A new drug that will soon be requested for approval to the FDA appears to delay serious symptoms and perhaps, extends the lives of women with breast cancer. From the NYT story:
T-DM1 delayed the worsening of disease by about three months. For those who received T-DM1, the median time before the disease progressed was 9.6 months, compared with 6.4 months for those getting the two other drugs. It is still too early to say definitively that T-DM1 also prolonged lives, because not enough time has elapsed since the trial began…About 84.7 percent of patients getting T-DM1 were alive after one year, compared to 77.0 percent of those in the control group. By another commonly used measure called the hazard ratio, T-DM1 reduced the risk of death by 38 percent. The median survival for those getting T-DM1 is not yet known. But Dr. Blackwell said it would likely be at least a year longer than the 23.3-month median survival for the women in the control group.
This is good news. But the drug will probably be expensive. So I wonder: Would the coming Obamacare cost/benefit boards approve payment for a drug that only delays serious symptoms for a few months, and extends life for (say) about a year?
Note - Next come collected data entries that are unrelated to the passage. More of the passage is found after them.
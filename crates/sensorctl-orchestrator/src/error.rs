//! Error types for the orchestrator and its collaborators

use std::fmt;
use std::time::Duration;

use serde::Serialize;
use thiserror::Error;

/// Errors from the control-plane HTTP client
#[derive(Error, Debug)]
pub enum ControlPlaneError {
    /// Transport-level failure (connect, timeout, TLS)
    #[error("HTTP request failed: {0}")]
    Http(#[from] reqwest::Error),

    /// The API answered with a failure status
    #[error("request failed with status {status}: {body}")]
    Status { status: u16, body: String },

    /// The response body was not the expected JSON
    #[error("failed to parse response: {0}")]
    Decode(String),

    /// Create succeeded but did not name the new sensor
    #[error("no sensor name in response")]
    MissingName,

    /// Every attempt of a retryable call failed
    #[error("API request failed after {attempts} attempts: {last}")]
    RetriesExhausted {
        attempts: u32,
        #[source]
        last: Box<ControlPlaneError>,
    },
}

/// Errors from running a command on a sensor.
///
/// The gateway reports what happened; callers decide what it means via
/// [`FailureCategory::from_remote`].
#[derive(Error, Debug)]
pub enum RemoteError {
    /// No usable address to connect to
    #[error("invalid host address: {0:?}")]
    InvalidHost(String),

    /// TCP connect failed
    #[error("failed to connect to {host}: {source}")]
    Connect {
        host: String,
        #[source]
        source: std::io::Error,
    },

    /// Connect or command exceeded its deadline
    #[error("connection to {host} timed out after {after:?}")]
    Timeout { host: String, after: Duration },

    /// The server rejected every offered credential
    #[error("authentication rejected by {host} for user {user}")]
    AuthRejected { host: String, user: String },

    /// The configured private key could not be loaded
    #[error("failed to load private key {path}: {message}")]
    KeyLoad { path: String, message: String },

    /// Neither a key nor a password is configured
    #[error("no SSH key or password configured")]
    NoCredentials,

    /// SSH protocol error after connecting
    #[error("SSH error: {0}")]
    Ssh(String),

    /// The command ran and exited non-zero
    #[error("command exited with status {code}")]
    ExitStatus { code: u32, output: String },
}

impl RemoteError {
    /// Captured output of a command that exited non-zero
    pub fn output(&self) -> Option<&str> {
        match self {
            RemoteError::ExitStatus { output, .. } => Some(output.as_str()),
            _ => None,
        }
    }
}

/// Errors the orchestrator raises when a request cannot be honoured
#[derive(Error, Debug, Clone, PartialEq, Eq)]
pub enum OperationError {
    /// A non-terminal operation of this kind already exists for the sensor
    #[error("{kind} already in progress for {target}")]
    AlreadyActive { target: String, kind: String },

    #[error("no operation {0}")]
    NotFound(String),

    /// Sensor is not in the cached inventory
    #[error("unknown sensor {0}")]
    UnknownSensor(String),

    /// Sensor has no usable address yet
    #[error("sensor {0} has no address yet")]
    NoAddress(String),

    /// Upgrade confirmed before upgrade information was loaded
    #[error("upgrade information for {0} has not been loaded")]
    UpgradeInfoMissing(String),

    /// "Apply latest" with nothing to apply
    #[error("no updates available")]
    NoUpdatesAvailable,

    /// Explicit upgrade version was empty
    #[error("no target version specified")]
    EmptyTargetVersion,

    /// Attempted to move a phase backwards
    #[error("phase regression from {from} to {to}")]
    PhaseRegression { from: String, to: String },

    #[error("invalid traffic parameters: {0}")]
    InvalidTraffic(String),

    /// The orchestrator loop is no longer running
    #[error("orchestrator is not running")]
    Stopped,
}

/// Failure categories callers derive from gateway and API errors
#[derive(Debug, Clone, Copy, PartialEq, Eq, Hash, Serialize)]
#[serde(rename_all = "snake_case")]
pub enum FailureCategory {
    ConnectionRefused,
    Timeout,
    NoRoute,
    AuthFailure,
    CommandFailed,
    EmptyResponse,
    ConfigError,
    Api,
    Other,
}

impl FailureCategory {
    /// Classify a gateway error
    pub fn from_remote(err: &RemoteError) -> Self {
        match err {
            RemoteError::Connect { source, .. } => match source.kind() {
                std::io::ErrorKind::ConnectionRefused => FailureCategory::ConnectionRefused,
                std::io::ErrorKind::TimedOut => FailureCategory::Timeout,
                _ => Self::from_message(&source.to_string()),
            },
            RemoteError::Timeout { .. } => FailureCategory::Timeout,
            RemoteError::AuthRejected { .. }
            | RemoteError::KeyLoad { .. }
            | RemoteError::NoCredentials => FailureCategory::AuthFailure,
            RemoteError::ExitStatus { .. } => FailureCategory::CommandFailed,
            RemoteError::Ssh(message) => Self::from_message(message),
            RemoteError::InvalidHost(_) => FailureCategory::Other,
        }
    }

    /// Classify free-form error text, for errors that only carry a message
    pub fn from_message(message: &str) -> Self {
        let lower = message.to_ascii_lowercase();
        if lower.contains("connection refused") {
            FailureCategory::ConnectionRefused
        } else if lower.contains("timed out") || lower.contains("timeout") {
            FailureCategory::Timeout
        } else if lower.contains("no route to host") || lower.contains("unreachable") {
            FailureCategory::NoRoute
        } else if lower.contains("permission denied") || lower.contains("authentication") {
            FailureCategory::AuthFailure
        } else {
            FailureCategory::Other
        }
    }

    /// Troubleshooting steps shown with a rejected precondition
    pub fn hints(self) -> &'static [&'static str] {
        match self {
            FailureCategory::ConnectionRefused => &[
                "Sensor may still be starting up",
                "Wait a few minutes and try again",
            ],
            FailureCategory::Timeout => &[
                "Check network connectivity to sensor",
                "Verify sensor IP is correct",
            ],
            FailureCategory::AuthFailure => &[
                "Check SSH keys are configured",
                "Verify SSH username is correct",
            ],
            FailureCategory::CommandFailed
            | FailureCategory::ConfigError
            | FailureCategory::EmptyResponse => &[
                "broala-config may not be installed yet",
                "Sensor may still be initializing",
                "Wait for sensor to finish starting up",
            ],
            FailureCategory::NoRoute => &["Check VPN connection", "Verify network routing"],
            FailureCategory::Api | FailureCategory::Other => &[
                "Check sensor status in AWS console",
                "Try refreshing the sensor list",
            ],
        }
    }
}

impl fmt::Display for FailureCategory {
    fn fmt(&self, f: &mut fmt::Formatter<'_>) -> fmt::Result {
        let label = match self {
            FailureCategory::ConnectionRefused => "SSH refused",
            FailureCategory::Timeout => "SSH timeout",
            FailureCategory::NoRoute => "no route",
            FailureCategory::AuthFailure => "auth failed",
            FailureCategory::CommandFailed => "command failed",
            FailureCategory::EmptyResponse => "empty response",
            FailureCategory::ConfigError => "config error",
            FailureCategory::Api => "API error",
            FailureCategory::Other => "SSH error",
        };
        f.write_str(label)
    }
}

#[cfg(test)]
mod tests {
    use super::*;

    #[test]
    fn test_classify_connect_errors() {
        let refused = RemoteError::Connect {
            host: "10.0.0.1".into(),
            source: std::io::Error::from(std::io::ErrorKind::ConnectionRefused),
        };
        assert_eq!(
            FailureCategory::from_remote(&refused),
            FailureCategory::ConnectionRefused
        );

        let no_route = RemoteError::Connect {
            host: "10.0.0.1".into(),
            source: std::io::Error::new(std::io::ErrorKind::Other, "No route to host (os error 113)"),
        };
        assert_eq!(FailureCategory::from_remote(&no_route), FailureCategory::NoRoute);
    }

    #[test]
    fn test_classify_auth_and_exit() {
        let auth = RemoteError::AuthRejected {
            host: "h".into(),
            user: "broala".into(),
        };
        assert_eq!(FailureCategory::from_remote(&auth), FailureCategory::AuthFailure);

        let exit = RemoteError::ExitStatus {
            code: 2,
            output: "boom".into(),
        };
        assert_eq!(FailureCategory::from_remote(&exit), FailureCategory::CommandFailed);
        assert_eq!(exit.output(), Some("boom"));
    }

    #[test]
    fn test_display_labels() {
        assert_eq!(FailureCategory::AuthFailure.to_string(), "auth failed");
        assert_eq!(FailureCategory::ConnectionRefused.to_string(), "SSH refused");
    }
}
This is a serious concern. We have seen a prominent article in The Lancet urge that some last ditch life-extending-but-not-saving chemotherapies not be covered by payers. The UK’s NICE has rationed such drugs, ditto in Canada. Oregon’s Medicaid rationing plan, the last I looked, doesn’t pay for chemo for terminal cancer patients if it is not expected to extend life for 5 years. Especially, when increasingly, judgments about these restrictions are based on quality of life and no small amount of health money now goes to fund services as well as treatments.
My guess: Obamacarians would approve this drug, not the least because it is for breast cancer and there is a powerful political constituency behind fighting that particular disease. But I would not be surprised if a less politically impactful disease were turned down for coverage under similar circumstances. Rationing is intrinsically political. And it is coming unless we repeal Obamacare.